*Dataset records*:
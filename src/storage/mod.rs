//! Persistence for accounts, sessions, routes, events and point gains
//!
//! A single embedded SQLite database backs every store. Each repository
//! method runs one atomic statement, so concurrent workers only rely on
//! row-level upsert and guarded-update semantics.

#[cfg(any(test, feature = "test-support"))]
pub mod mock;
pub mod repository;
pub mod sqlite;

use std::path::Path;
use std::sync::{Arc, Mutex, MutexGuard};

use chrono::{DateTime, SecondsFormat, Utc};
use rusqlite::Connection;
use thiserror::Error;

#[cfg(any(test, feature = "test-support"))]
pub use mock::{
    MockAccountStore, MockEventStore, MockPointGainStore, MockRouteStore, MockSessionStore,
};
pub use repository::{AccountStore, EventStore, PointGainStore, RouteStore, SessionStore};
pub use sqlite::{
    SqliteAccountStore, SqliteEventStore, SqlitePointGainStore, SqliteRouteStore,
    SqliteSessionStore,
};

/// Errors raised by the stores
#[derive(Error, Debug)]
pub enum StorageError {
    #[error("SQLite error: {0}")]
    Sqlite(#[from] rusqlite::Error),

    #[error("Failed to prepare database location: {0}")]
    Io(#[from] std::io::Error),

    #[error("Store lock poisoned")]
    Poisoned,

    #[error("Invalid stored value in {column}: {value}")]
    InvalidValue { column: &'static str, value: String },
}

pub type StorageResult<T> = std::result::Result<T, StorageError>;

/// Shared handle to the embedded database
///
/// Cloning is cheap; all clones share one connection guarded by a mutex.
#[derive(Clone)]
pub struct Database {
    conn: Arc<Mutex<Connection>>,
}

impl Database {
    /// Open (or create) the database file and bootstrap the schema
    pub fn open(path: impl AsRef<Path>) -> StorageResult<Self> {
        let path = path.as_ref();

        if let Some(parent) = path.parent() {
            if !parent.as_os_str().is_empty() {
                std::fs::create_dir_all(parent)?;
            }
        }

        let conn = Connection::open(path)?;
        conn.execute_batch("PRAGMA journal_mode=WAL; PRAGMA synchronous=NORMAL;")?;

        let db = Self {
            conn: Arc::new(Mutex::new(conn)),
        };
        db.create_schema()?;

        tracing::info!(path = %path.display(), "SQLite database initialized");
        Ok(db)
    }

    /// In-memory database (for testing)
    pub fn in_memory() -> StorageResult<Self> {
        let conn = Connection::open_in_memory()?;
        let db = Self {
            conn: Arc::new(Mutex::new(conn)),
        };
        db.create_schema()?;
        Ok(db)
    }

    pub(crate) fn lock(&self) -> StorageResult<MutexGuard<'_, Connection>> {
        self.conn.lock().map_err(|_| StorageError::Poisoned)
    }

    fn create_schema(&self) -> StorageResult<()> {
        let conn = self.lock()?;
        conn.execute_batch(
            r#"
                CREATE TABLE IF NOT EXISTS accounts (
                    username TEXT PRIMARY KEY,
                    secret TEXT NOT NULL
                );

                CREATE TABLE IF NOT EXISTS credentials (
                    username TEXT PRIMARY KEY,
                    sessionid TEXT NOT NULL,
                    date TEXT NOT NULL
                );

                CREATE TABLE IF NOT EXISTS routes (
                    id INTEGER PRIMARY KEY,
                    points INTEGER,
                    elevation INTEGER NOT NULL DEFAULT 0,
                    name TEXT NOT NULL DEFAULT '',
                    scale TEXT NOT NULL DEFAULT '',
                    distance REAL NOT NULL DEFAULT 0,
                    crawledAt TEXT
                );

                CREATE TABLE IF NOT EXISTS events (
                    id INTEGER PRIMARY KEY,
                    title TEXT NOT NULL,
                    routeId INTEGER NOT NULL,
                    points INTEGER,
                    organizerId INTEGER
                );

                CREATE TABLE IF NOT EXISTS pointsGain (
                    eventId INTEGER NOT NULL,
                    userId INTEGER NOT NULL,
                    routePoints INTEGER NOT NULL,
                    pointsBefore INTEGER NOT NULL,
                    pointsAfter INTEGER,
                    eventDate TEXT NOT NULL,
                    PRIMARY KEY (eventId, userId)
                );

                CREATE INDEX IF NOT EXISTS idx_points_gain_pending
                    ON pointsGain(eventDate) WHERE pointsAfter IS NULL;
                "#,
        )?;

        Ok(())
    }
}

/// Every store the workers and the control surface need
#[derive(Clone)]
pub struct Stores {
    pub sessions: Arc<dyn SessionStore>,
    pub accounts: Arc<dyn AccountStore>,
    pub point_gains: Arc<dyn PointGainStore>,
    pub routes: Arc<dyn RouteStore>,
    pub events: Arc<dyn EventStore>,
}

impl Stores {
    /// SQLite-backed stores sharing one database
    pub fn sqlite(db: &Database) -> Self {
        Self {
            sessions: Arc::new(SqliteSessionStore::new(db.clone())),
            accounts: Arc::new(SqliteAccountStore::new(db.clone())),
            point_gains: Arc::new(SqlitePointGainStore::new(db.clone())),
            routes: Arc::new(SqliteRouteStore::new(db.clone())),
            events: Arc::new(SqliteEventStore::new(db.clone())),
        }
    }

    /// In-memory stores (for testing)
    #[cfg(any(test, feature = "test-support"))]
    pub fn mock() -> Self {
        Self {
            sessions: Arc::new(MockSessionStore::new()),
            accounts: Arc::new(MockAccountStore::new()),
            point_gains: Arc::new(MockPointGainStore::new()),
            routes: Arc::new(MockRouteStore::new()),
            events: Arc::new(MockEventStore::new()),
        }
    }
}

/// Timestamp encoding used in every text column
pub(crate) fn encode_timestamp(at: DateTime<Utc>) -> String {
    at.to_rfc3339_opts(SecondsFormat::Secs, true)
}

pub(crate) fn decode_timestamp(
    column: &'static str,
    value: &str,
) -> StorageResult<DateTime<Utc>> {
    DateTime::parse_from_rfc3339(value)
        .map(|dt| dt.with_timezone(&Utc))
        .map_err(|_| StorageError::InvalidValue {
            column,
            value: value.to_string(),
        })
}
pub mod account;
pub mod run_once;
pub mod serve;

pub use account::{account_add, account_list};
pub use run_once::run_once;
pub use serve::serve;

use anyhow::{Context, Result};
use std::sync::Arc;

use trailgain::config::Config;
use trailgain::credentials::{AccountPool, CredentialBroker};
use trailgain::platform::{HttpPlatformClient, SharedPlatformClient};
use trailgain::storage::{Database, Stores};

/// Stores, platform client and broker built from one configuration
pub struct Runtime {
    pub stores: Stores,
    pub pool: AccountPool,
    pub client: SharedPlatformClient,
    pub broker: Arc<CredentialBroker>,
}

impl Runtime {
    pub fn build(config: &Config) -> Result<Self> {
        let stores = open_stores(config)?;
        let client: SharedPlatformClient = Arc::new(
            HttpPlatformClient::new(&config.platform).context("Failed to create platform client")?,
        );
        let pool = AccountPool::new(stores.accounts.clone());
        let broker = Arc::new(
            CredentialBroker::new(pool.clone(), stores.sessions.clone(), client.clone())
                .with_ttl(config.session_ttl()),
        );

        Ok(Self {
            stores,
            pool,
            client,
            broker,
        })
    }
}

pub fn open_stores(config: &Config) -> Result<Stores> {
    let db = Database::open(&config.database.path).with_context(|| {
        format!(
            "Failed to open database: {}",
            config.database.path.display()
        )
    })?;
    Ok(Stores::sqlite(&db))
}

*Task directions*:
From the first record to the last, copy everything exactly.

*Answer section*:
filename src/storage/mod.rs
//! Persistence for accounts, sessions, routes, events and point gains
//!
//! A single embedded SQLite database backs every store. Each repository
//! method runs one atomic statement, so concurrent workers only rely on
//! row-level upsert and guarded-update semantics.

#[cfg(any(test, feature = "test-support"))]
pub mod mock;
pub mod repository;
pub mod sqlite;

use std::path::Path;
use std::sync::{Arc, Mutex, MutexGuard};

use chrono::{DateTime, SecondsFormat, Utc};
use rusqlite::Connection;
use thiserror::Error;

#[cfg(any(test, feature = "test-support"))]
pub use mock::{
    MockAccountStore, MockEventStore, MockPointGainStore, MockRouteStore, MockSessionStore,
};
pub use repository::{AccountStore, EventStore, PointGainStore, RouteStore, SessionStore};
pub use sqlite::{
    SqliteAccountStore, SqliteEventStore, SqlitePointGainStore, SqliteRouteStore,
    SqliteSessionStore,
};

/// Errors raised by the stores
#[derive(Error, Debug)]
pub enum StorageError {
    #[error("SQLite error: {0}")]
    Sqlite(#[from] rusqlite::Error),

    #[error("Failed to prepare database location: {0}")]
    Io(#[from] std::io::Error),

    #[error("Store lock poisoned")]
    Poisoned,

    #[error("Invalid stored value in {column}: {value}")]
    InvalidValue { column: &'static str, value: String },
}

pub type StorageResult<T> = std::result::Result<T, StorageError>;

/// Shared handle to the embedded database
///
/// Cloning is cheap; all clones share one connection guarded by a mutex.
#[derive(Clone)]
pub struct Database {
    conn: Arc<Mutex<Connection>>,
}

impl Database {
    /// Open (or create) the database file and bootstrap the schema
    pub fn open(path: impl AsRef<Path>) -> StorageResult<Self> {
        let path = path.as_ref();

        if let Some(parent) = path.parent() {
            if !parent.as_os_str().is_empty() {
                std::fs::create_dir_all(parent)?;
            }
        }

        let conn = Connection::open(path)?;
        conn.execute_batch("PRAGMA journal_mode=WAL; PRAGMA synchronous=NORMAL;")?;

        let db = Self {
            conn: Arc::new(Mutex::new(conn)),
        };
        db.create_schema()?;

        tracing::info!(path = %path.display(), "SQLite database initialized");
        Ok(db)
    }

    /// In-memory database (for testing)
    pub fn in_memory() -> StorageResult<Self> {
        let conn = Connection::open_in_memory()?;
        let db = Self {
            conn: Arc::new(Mutex::new(conn)),
        };
        db.create_schema()?;
        Ok(db)
    }

    pub(crate) fn lock(&self) -> StorageResult<MutexGuard<'_, Connection>> {
        self.conn.lock().map_err(|_| StorageError::Poisoned)
    }

    fn create_schema(&self) -> StorageResult<()> {
        let conn = self.lock()?;
        conn.execute_batch(
            r#"
                CREATE TABLE IF NOT EXISTS accounts (
                    username TEXT PRIMARY KEY,
                    secret TEXT NOT NULL
                );

                CREATE TABLE IF NOT EXISTS credentials (
                    username TEXT PRIMARY KEY,
                    sessionid TEXT NOT NULL,
                    date TEXT NOT NULL
                );

                CREATE TABLE IF NOT EXISTS routes (
                    id INTEGER PRIMARY KEY,
                    points INTEGER,
                    elevation INTEGER NOT NULL DEFAULT 0,
                    name TEXT NOT NULL DEFAULT '',
                    scale TEXT NOT NULL DEFAULT '',
                    distance REAL NOT NULL DEFAULT 0,
                    crawledAt TEXT
                );

                CREATE TABLE IF NOT EXISTS events (
                    id INTEGER PRIMARY KEY,
                    title TEXT NOT NULL,
                    routeId INTEGER NOT NULL,
                    points INTEGER,
                    organizerId INTEGER
                );

                CREATE TABLE IF NOT EXISTS pointsGain (
                    eventId INTEGER NOT NULL,
                    userId INTEGER NOT NULL,
                    routePoints INTEGER NOT NULL,
                    pointsBefore INTEGER NOT NULL,
                    pointsAfter INTEGER,
                    eventDate TEXT NOT NULL,
                    PRIMARY KEY (eventId, userId)
                );

                CREATE INDEX IF NOT EXISTS idx_points_gain_pending
                    ON pointsGain(eventDate) WHERE pointsAfter IS NULL;
                "#,
        )?;

        Ok(())
    }
}

/// Every store the workers and the control surface need
#[derive(Clone)]
pub struct Stores {
    pub sessions: Arc<dyn SessionStore>,
    pub accounts: Arc<dyn AccountStore>,
    pub point_gains: Arc<dyn PointGainStore>,
    pub routes: Arc<dyn RouteStore>,
    pub events: Arc<dyn EventStore>,
}

impl Stores {
    /// SQLite-backed stores sharing one database
    pub fn sqlite(db: &Database) -> Self {
        Self {
            sessions: Arc::new(SqliteSessionStore::new(db.clone())),
            accounts: Arc::new(SqliteAccountStore::new(db.clone())),
            point_gains: Arc::new(SqlitePointGainStore::new(db.clone())),
            routes: Arc::new(SqliteRouteStore::new(db.clone())),
            events: Arc::new(SqliteEventStore::new(db.clone())),
        }
    }

    /// In-memory stores (for testing)
    #[cfg(any(test, feature = "test-support"))]
    pub fn mock() -> Self {
        Self {
            sessions: Arc::new(MockSessionStore::new()),
            accounts: Arc::new(MockAccountStore::new()),
            point_gains: Arc::new(MockPointGainStore::new()),
            routes: Arc::new(MockRouteStore::new()),
            events: Arc::new(MockEventStore::new()),
        }
    }
}

/// Timestamp encoding used in every text column
pub(crate) fn encode_timestamp(at: DateTime<Utc>) -> String {
    at.to_rfc3339_opts(SecondsFormat::Secs, true)
}

pub(crate) fn decode_timestamp(
    column: &'static str,
    value: &str,
) -> StorageResult<DateTime<Utc>> {
    DateTime::parse_from_rfc3339(value)
        .map(|dt| dt.with_timezone(&Utc))
        .map_err(|_| StorageError::InvalidValue {
            column,
            value: value.to_string(),
        })
}
pub mod account;
pub mod run_once;
pub mod serve;

pub use account::{account_add, account_list};
pub use run_once::run_once;
pub use serve::serve;

use anyhow::{Context, Result};
use std::sync::Arc;

use trailgain::config::Config;
use trailgain::credentials::{AccountPool, CredentialBroker};
use trailgain::platform::{HttpPlatformClient, SharedPlatformClient};
use trailgain::storage::{Database, Stores};

/// Stores, platform client and broker built from one configuration
pub struct Runtime {
    pub stores: Stores,
    pub pool: AccountPool,
    pub client: SharedPlatformClient,
    pub broker: Arc<CredentialBroker>,
}

impl Runtime {
    pub fn build(config: &Config) -> Result<Self> {
        let stores = open_stores(config)?;
        let client: SharedPlatformClient = Arc::new(
            HttpPlatformClient::new(&config.platform).context("Failed to create platform client")?,
        );
        let pool = AccountPool::new(stores.accounts.clone());
        let broker = Arc::new(
            CredentialBroker::new(pool.clone(), stores.sessions.clone(), client.clone())
                .with_ttl(config.session_ttl()),
        );

        Ok(Self {
            stores,
            pool,
            client,
            broker,
        })
    }
}

pub fn open_stores(config: &Config) -> Result<Stores> {
    let db = Database::open(&config.database.path).with_context(|| {
        format!(
            "Failed to open database: {}",
            config.database.path.display()
        )
    })?;
    Ok(Stores::sqlite(&db))
}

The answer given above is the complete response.